An Investigation Revealed That Jennifer Pan Was Involved in a Plot to Murder Her Parents. Here is Where She is at the Moment!

The true crime documentary “What Jennifer Did” on Netflix delves into the life of Canadian Jennifer Pan, who is accused of hiring assassins to assassinate her parents.

When hitmen broke into Pan’s house in 2010 killed her mother and seriously wounded her father, Pan was 24 years old. When Pan called 911 and claimed to be tied to a banister, it was initially assumed that she had been the victim of the crime.

The police assumed Pan was the one who hired the hitmen to kill her parents after questioning her several times. Pan was convicted of first-degree murder in 2014.

Here’s what transpired in her case and her current situation.

After Deceiving Her Parents About Her Life, Jennifer Pan Plotted to Murder Them!

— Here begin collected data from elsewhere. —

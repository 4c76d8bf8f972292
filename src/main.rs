pub mod app;
pub mod config;
pub mod control;
pub mod display;
pub mod mqtt;
pub mod schedule;
pub mod telemetry;

use crate::app::App;
use crate::config::{Settings, SettingsSource};
use crate::control::ButtonEvent;
use crate::display::DisplaySnapshot;
use crate::schedule::power::SimulatedPower;
use color_eyre::{eyre::eyre, Result};
use tokio::io::{AsyncBufReadExt, BufReader};
use tokio::sync::{mpsc, watch};
use tokio_util::sync::CancellationToken;
use tracing::{debug, info, warn, Level};
use tracing_subscriber::FmtSubscriber;

#[tokio::main]
async fn main() -> Result<()> {
    let settings = setup().await?;
    let shutdown = CancellationToken::new();

    let token = shutdown.clone();
    tokio::spawn(async move {
        match tokio::signal::ctrl_c().await {
            Ok(()) => info!("Ctrl-C received"),
            Err(e) => warn!("Unable to listen for Ctrl-C: {}", e),
        }
        token.cancel();
    });

    let (button_tx, button_rx) = mpsc::channel(16);
    tokio::spawn(read_buttons(button_tx, shutdown.clone()));

    let (snapshot_tx, snapshot_rx) = watch::channel(DisplaySnapshot::starting());
    let display_handle = tokio::spawn(display::log_snapshots(snapshot_rx, shutdown.clone()));

    let app = App::new(
        settings,
        SimulatedPower,
        button_rx,
        snapshot_tx,
        shutdown.clone(),
    )
    .map_err(|e| eyre!("Invalid schedule configuration: {}", e))?;
    app.run().await;

    shutdown.cancel();
    if let Err(e) = display_handle.await {
        warn!("Display task ended abnormally: {}", e);
    }
    Ok(())
}

async fn setup() -> Result<Settings> {
    if std::env::var("RUST_LIB_BACKTRACE").is_err() {
        std::env::set_var("RUST_LIB_BACKTRACE", "0")
    }
    color_eyre::install()?;

    let (settings, source) = Settings::load().await?;
    setup_logging_env(settings.logging.max_level());
    match source {
        SettingsSource::File(path) => info!("Loaded settings from {}", path.display()),
        SettingsSource::Defaults(path) => {
            warn!("No settings at {}, using defaults", path.display())
        }
    }
    Ok(settings)
}

fn setup_logging_env(level: Level) {
    FmtSubscriber::builder()
        .with_max_level(level)
        .with_target(false)
        .with_thread_ids(true)
        .with_file(true)
        .with_line_number(true)
        .pretty()
        .init();
}

/// Host stand-in for the hardware buttons: `w` wakes, `c` toggles the
/// charger, `i` toggles the inverter.
async fn read_buttons(buttons: mpsc::Sender<ButtonEvent>, shutdown: CancellationToken) {
    let mut lines = BufReader::new(tokio::io::stdin()).lines();
    loop {
        let line = tokio::select! {
            _ = shutdown.cancelled() => return,
            line = lines.next_line() => line,
        };
        let event = match line {
            Ok(Some(line)) => match line.trim() {
                "w" => ButtonEvent::Wake,
                "c" => ButtonEvent::ToggleCharger,
                "i" => ButtonEvent::ToggleInverter,
                "" => continue,
                other => {
                    warn!("Unknown button {:?} (use w, c or i)", other);
                    continue;
                }
            },
            Ok(None) => break,
            Err(e) => {
                warn!("Failed to read stdin: {}", e);
                break;
            }
        };
        debug!("Button {:?}", event);
        if buttons.send(event).await.is_err() {
            return;
        }
    }
    // Without stdin the device simply has no buttons.
    shutdown.cancelled().await;
}
impl<P: PowerBackend> App<P> {
    pub fn new(
        settings: Settings,
        power: P,
        buttons: mpsc::Receiver<ButtonEvent>,
        snapshots: watch::Sender<DisplaySnapshot>,
        shutdown: CancellationToken,
    ) -> Result<Self, ScheduleError> {
        Ok(Self {
            state: AppState::new(&settings, Instant::now())?,
            settings,
            power,
            buttons,
            snapshots,
            shutdown,
        })
    }

    pub async fn run(mut self) {
        loop {
            let mut session = BusSession::create(&self.settings.mqtt).start();
            let outcome = self.drive(&mut session).await;
            session.drain(DRAIN_TIMEOUT).await;

            match outcome {
                SessionOutcome::Shutdown => break,
                SessionOutcome::DeepSleep(plan) => {
                    if !self.deep_sleep(plan).await {
                        break;
                    }
                }
            }
        }
        info!("Shutting down");
    }

    async fn drive(&mut self, session: &mut BusSession<Running>) -> SessionOutcome {
        let mut keep_alive_tick = tokio::time::interval(self.state.keep_alive_interval());
        keep_alive_tick.set_missed_tick_behavior(MissedTickBehavior::Skip);
        let mut display_tick = tokio::time::interval(self.settings.display.update_period());
        display_tick.set_missed_tick_behavior(MissedTickBehavior::Skip);
        let reconnect_delay = self.settings.mqtt.reconnect_delay();
        let mut retry_at: Option<tokio::time::Instant> = None;

        loop {
            tokio::select! {
                _ = self.shutdown.cancelled() => return SessionOutcome::Shutdown,

                event = session.poll(), if retry_at.is_none() => match event {
                    Ok(BusEvent::Connected) => {
                        let actions = self.state.on_connected();
                        self.apply(session, actions);
                    }
                    Ok(BusEvent::Message(message)) => {
                        let actions = self.state.on_message(&message, Instant::now());
                        self.apply(session, actions);
                    }
                    Ok(BusEvent::Idle) => {}
                    Err(e) => {
                        warn!("MQTT: {}; retrying in {:?}", e, reconnect_delay);
                        retry_at = Some(tokio::time::Instant::now() + reconnect_delay);
                    }
                },

                _ = tokio::time::sleep_until(retry_at.unwrap_or_else(tokio::time::Instant::now)),
                    if retry_at.is_some() => {
                    retry_at = None;
                }

                _ = keep_alive_tick.tick() => {
                    let actions = self.state.on_keep_alive_tick(Instant::now(), session.status());
                    self.apply(session, actions);
                }

                _ = display_tick.tick() => {
                    let tick = self.state.on_display_tick(
                        Instant::now(),
                        Local::now().time(),
                        session.status(),
                    );
                    if tick.mark_stale {
                        session.mark_stale();
                    }
                    self.publish_snapshot(tick.snapshot);
                    if let Some(plan) = tick.deep_sleep {
                        return SessionOutcome::DeepSleep(plan);
                    }
                }

                button = self.buttons.recv() => match button {
                    Some(button) => {
                        let actions =
                            self.state.on_button(button, Instant::now(), session.is_connected());
                        self.apply(session, actions);
                    }
                    None => {
                        info!("Button input closed");
                        return SessionOutcome::Shutdown;
                    }
                },
            }
        }
    }

    fn apply(&mut self, session: &mut BusSession<Running>, actions: Vec<Outbound>) {
        for action in actions {
            let now = Instant::now();
            let result = match &action {
                Outbound::Subscribe(filter) => session.subscribe(filter),
                Outbound::Unsubscribe(filter) => session.unsubscribe(filter),
                Outbound::Publish { topic, payload } => {
                    session.publish_command(topic, payload, now)
                }
                Outbound::KeepAlive { installation } => session
                    .publish_keep_alive(installation, now, now + self.state.keep_alive_interval())
                    .map(|()| self.state.keep_alive_sent(now)),
            };
            if let Err(e) = result {
                warn!("{:?} failed: {}", action, e);
            }
        }
    }

    fn publish_snapshot(&self, snapshot: DisplaySnapshot) {
        self.snapshots.send_if_modified(|current| {
            if *current == snapshot {
                false
            } else {
                *current = snapshot;
                true
            }
        });
    }

    /// Returns false when shutdown interrupted the sleep.
    async fn deep_sleep(&mut self, mut plan: DeepSleepPlan) -> bool {
        loop {
            let started = Local::now();
            let cause = self
                .power
                .deep_sleep(plan.timer, &mut self.buttons, &self.shutdown)
                .await;
            if cause == WakeCause::Shutdown {
                return false;
            }
            let slept = (Local::now() - started).to_std().unwrap_or_default();
            info!("Woke from deep sleep ({:?}) after {:?}", cause, slept);

            match self.state.wake_from_deep_sleep(
                cause,
                &plan,
                slept,
                Instant::now(),
                Local::now().time(),
            ) {
                Some(next) => plan = next,
                None => return true,
            }
        }
    }
}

Journalist Karen K. Ho, who claimed to have grown up with Pan, wrote a 2015 Toronto childhood piece that went into depth about Pan’s childhood and the events that led up to her crime. Before getting married and starting a family of two, her parents, Bich Ha, and Huei Hann Pan, had both arrived in Canada as refugees.

Ho describes Pan’s stifling upbringing and the intense pressure her parents put on her to do well in school in the essay. According to reports, Pan misled her parents about her professional volunteer experiences, college admission, and high school scores. Rather, she performed odd jobs and spent time with Daniel Wong, with whom she had become romantically involved.

Upon discovering the truth, her parents tightened their supervision over her and ultimately prohibited her from ever visiting Wong. Wong and Pan had a plan at the beginning of 2010 to have Wong’s acquaintance, Leonard Crawford, kill her parents.

On November 8, 2010, Crawford and two other men moved into the Pan home, according to Toronto Life. Jennifer was chained to the banister while they executed Bich and shot Hann in the head and shoulder. She then made a 911 call.

In “What Jennifer Did,” a significant amount of video from Pan’s police interrogation is included. She describes the house invasion, how she used her phone while confined, and how her account to the police finally fell apart. When her father Hann awakened from a coma in between her second and third police questioning, he saw his daughter going around their home alone and spoke casually with one of the guys.

Pan was detained by police on November 22, 2010. Wong, Crawford, and the other two guys engaged in the event were also taken into custody in the spring of 2011.

Life in Jail Was Pan’s Punishment!

According to Toronto Life, Pan’s trial started in March 2014 and continued for ten months.

According to CBC, she was found guilty of both first-degree murder and attempted murder. She was given a life sentence without the possibility of release in January 2015 for the first-degree murder conviction, as well as a concurrent life term for the attempted murder accusation. According to Toronto Life, the identical punishment was given to Crawford, Wong, and one of the other guys, David Mylvaganam.

A non-communication order that forbade Pan from ever communicating with Hann or her brother Felix was obtained by Pan’s family and granted.

Her father, who did not show up in court, stated in a written statement that he “lost my daughter at the same time that I lost my wife,” according to CBC.

“I hope my daughter Jennifer thinks about what happened to her family and can become a good, honest person someday,” he stated in a letter.

In 2023, a New Trial Was Mandated!

According to the CBC, the Ontario Appeal Court ordered Pan, Wong, Crawford, and Mylvaganam to have their trials retried in May 2023. The court ruled that the previous trial’s judge had prohibited the jury from deliberating on alternative findings, including second-degree murder or manslaughter, concerning Pan’s mother’s death. The attempted murder accusation against her father is not the subject of the retrial; it is only related to the first-degree murder charge.

In August 2023, The Markham Economist & Sun said that the Crown—the legal name for prosecutors in Canada—had submitted a request for permission to appeal the Ontario Appeal Court’s ruling to the Supreme Court of Canada. Per the newspaper, Pan could or might not receive a new trial if the Supreme Court rejects the request for permission to appeal. Pan will be eligible to apply for parole if there isn’t another trial.

Footage from “What Jennifer Did” appears to support Pan’s continued innocence.